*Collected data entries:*
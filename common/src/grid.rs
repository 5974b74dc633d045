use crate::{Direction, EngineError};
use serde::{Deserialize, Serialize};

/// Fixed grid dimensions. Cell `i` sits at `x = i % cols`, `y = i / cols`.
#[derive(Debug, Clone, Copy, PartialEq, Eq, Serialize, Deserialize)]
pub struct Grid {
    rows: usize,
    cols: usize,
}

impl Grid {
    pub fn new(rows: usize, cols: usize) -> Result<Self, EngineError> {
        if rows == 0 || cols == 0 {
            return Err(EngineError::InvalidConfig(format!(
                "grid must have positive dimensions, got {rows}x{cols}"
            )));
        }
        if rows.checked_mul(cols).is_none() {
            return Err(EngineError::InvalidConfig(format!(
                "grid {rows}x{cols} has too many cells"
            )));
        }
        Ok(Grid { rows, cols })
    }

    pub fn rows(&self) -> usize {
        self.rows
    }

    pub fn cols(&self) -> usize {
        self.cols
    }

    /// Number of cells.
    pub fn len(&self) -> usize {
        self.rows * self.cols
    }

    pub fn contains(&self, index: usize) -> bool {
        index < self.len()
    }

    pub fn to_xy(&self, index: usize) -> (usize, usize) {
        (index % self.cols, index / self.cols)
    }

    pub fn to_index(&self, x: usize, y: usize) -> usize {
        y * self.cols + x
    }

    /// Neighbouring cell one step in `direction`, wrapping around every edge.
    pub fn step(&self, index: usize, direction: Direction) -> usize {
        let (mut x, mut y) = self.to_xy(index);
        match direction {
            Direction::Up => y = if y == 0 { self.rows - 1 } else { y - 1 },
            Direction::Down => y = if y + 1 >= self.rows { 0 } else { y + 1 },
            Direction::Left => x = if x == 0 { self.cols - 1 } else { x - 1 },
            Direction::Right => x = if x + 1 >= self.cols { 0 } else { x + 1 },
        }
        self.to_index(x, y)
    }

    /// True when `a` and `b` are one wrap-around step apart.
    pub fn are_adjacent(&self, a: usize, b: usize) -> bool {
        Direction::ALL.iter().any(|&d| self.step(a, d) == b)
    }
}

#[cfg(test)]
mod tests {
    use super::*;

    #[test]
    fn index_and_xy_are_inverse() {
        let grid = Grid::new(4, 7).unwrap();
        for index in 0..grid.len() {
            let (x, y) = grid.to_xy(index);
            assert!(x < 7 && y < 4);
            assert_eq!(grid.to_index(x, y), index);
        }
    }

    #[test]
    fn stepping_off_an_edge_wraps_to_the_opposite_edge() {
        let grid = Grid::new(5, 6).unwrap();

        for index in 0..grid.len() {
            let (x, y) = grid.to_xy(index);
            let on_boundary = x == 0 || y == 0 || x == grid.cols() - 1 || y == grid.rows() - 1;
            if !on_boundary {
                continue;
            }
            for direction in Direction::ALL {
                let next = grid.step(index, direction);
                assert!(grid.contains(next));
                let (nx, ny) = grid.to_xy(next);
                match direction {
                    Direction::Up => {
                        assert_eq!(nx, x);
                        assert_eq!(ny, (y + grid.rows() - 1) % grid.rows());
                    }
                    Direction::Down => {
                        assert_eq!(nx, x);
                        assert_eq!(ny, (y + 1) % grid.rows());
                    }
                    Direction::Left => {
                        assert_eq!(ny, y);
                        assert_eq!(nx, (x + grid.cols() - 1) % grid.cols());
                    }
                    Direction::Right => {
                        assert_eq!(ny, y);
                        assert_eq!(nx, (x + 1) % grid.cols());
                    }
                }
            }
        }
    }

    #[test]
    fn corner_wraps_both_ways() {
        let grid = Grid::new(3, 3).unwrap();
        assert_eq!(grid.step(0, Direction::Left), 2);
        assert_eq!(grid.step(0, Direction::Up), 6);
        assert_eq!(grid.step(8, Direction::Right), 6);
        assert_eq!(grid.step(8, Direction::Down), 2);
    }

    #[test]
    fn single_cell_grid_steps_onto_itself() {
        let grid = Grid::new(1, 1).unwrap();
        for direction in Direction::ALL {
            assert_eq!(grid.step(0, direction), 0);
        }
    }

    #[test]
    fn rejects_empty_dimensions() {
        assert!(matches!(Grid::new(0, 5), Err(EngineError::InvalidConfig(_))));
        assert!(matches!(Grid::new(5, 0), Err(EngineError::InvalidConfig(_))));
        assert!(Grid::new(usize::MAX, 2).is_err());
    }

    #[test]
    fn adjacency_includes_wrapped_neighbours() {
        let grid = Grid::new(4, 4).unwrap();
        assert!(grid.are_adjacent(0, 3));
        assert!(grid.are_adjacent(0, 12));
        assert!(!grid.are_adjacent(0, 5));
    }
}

*What the exercise asks:* Retype the portion of the data above that starts on the line with "assert_eq!(nx, (x + 1)" and finishes on the line with "assert!(grid.are_adjacent(0, 3));", including both of those lines.

*Your solution:*
                        assert_eq!(nx, (x + 1) % grid.cols());
                    }
                }
            }
        }
    }

    #[test]
    fn corner_wraps_both_ways() {
        let grid = Grid::new(3, 3).unwrap();
        assert_eq!(grid.step(0, Direction::Left), 2);
        assert_eq!(grid.step(0, Direction::Up), 6);
        assert_eq!(grid.step(8, Direction::Right), 6);
        assert_eq!(grid.step(8, Direction::Down), 2);
    }

    #[test]
    fn single_cell_grid_steps_onto_itself() {
        let grid = Grid::new(1, 1).unwrap();
        for direction in Direction::ALL {
            assert_eq!(grid.step(0, direction), 0);
        }
    }

    #[test]
    fn rejects_empty_dimensions() {
        assert!(matches!(Grid::new(0, 5), Err(EngineError::InvalidConfig(_))));
        assert!(matches!(Grid::new(5, 0), Err(EngineError::InvalidConfig(_))));
        assert!(Grid::new(usize::MAX, 2).is_err());
    }

    #[test]
    fn adjacency_includes_wrapped_neighbours() {
        let grid = Grid::new(4, 4).unwrap();
        assert!(grid.are_adjacent(0, 3));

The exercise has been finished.